**To do:** Copy the material below exactly, but only from the line with "a registered route." onward, the final line included.

**Extracted material:**
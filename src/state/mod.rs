//! Active-state subsystem.
//!
//! # Data Flow
//! ```text
//! setState({route, method?, state?})
//!     → manager.rs (insert / update in place / remove)
//!     → new immutable list published atomically
//!
//! Request for a matched route
//!     → manager.rs (first entry for the route whose method matches or is absent)
//!     → tagged Variant, or the route default
//! ```
//!
//! # Design Decisions
//! - One entry per (route, method); an absent method is its own key
//! - Readers take a snapshot; writers never block them
//! - An unknown tag falls back to the default variant with a warning

pub mod manager;

use serde::{Deserialize, Serialize};

use crate::routing::{HttpMethod, RoutePattern};

pub use manager::{StateChange, StateManager};

/// A runtime override selecting which variant answers a route.
#[derive(Debug, Clone, PartialEq, Eq, Serialize, Deserialize)]
pub struct ActiveState {
    #[serde(alias = "path")]
    pub route: String,
    #[serde(default, skip_serializing_if = "Option::is_none")]
    pub method: Option<HttpMethod>,
    pub state: String,
}

/// A `setState` request. Without `state` it removes the matching override.
#[derive(Debug, Clone, PartialEq, Eq, Serialize, Deserialize)]
pub struct StateUpdate {
    #[serde(alias = "path")]
    pub route: String,
    #[serde(default, skip_serializing_if = "Option::is_none")]
    pub method: Option<HttpMethod>,
    #[serde(default, skip_serializing_if = "Option::is_none")]
    pub state: Option<String>,
}

impl StateUpdate {
    pub fn activate(route: impl Into<String>, method: Option<HttpMethod>, state: impl Into<String>) -> Self {
        Self {
            route: route.into(),
            method,
            state: Some(state.into()),
        }
    }

    pub fn clear(route: impl Into<String>, method: Option<HttpMethod>) -> Self {
        Self {
            route: route.into(),
            method,
            state: None,
        }
    }
}

/// Canonical form of a route pattern string, as registered routes display it.
///
/// Empty segments are dropped. A string that is not a valid pattern only
/// loses its outer slashes; it can never match a registered route.
pub fn normalize_route(route: &str) -> String {
    let route = route.trim();
    match RoutePattern::parse(route) {
        Ok(pattern) => pattern.to_string(),
        Err(_) => format!("/{}", route.trim_matches('/')),
    }
}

**Exercise answer:**
/// loses its outer slashes; it can never match a registered route.
pub fn normalize_route(route: &str) -> String {
    let route = route.trim();
    match RoutePattern::parse(route) {
        Ok(pattern) => pattern.to_string(),
        Err(_) => format!("/{}", route.trim_matches('/')),
    }
}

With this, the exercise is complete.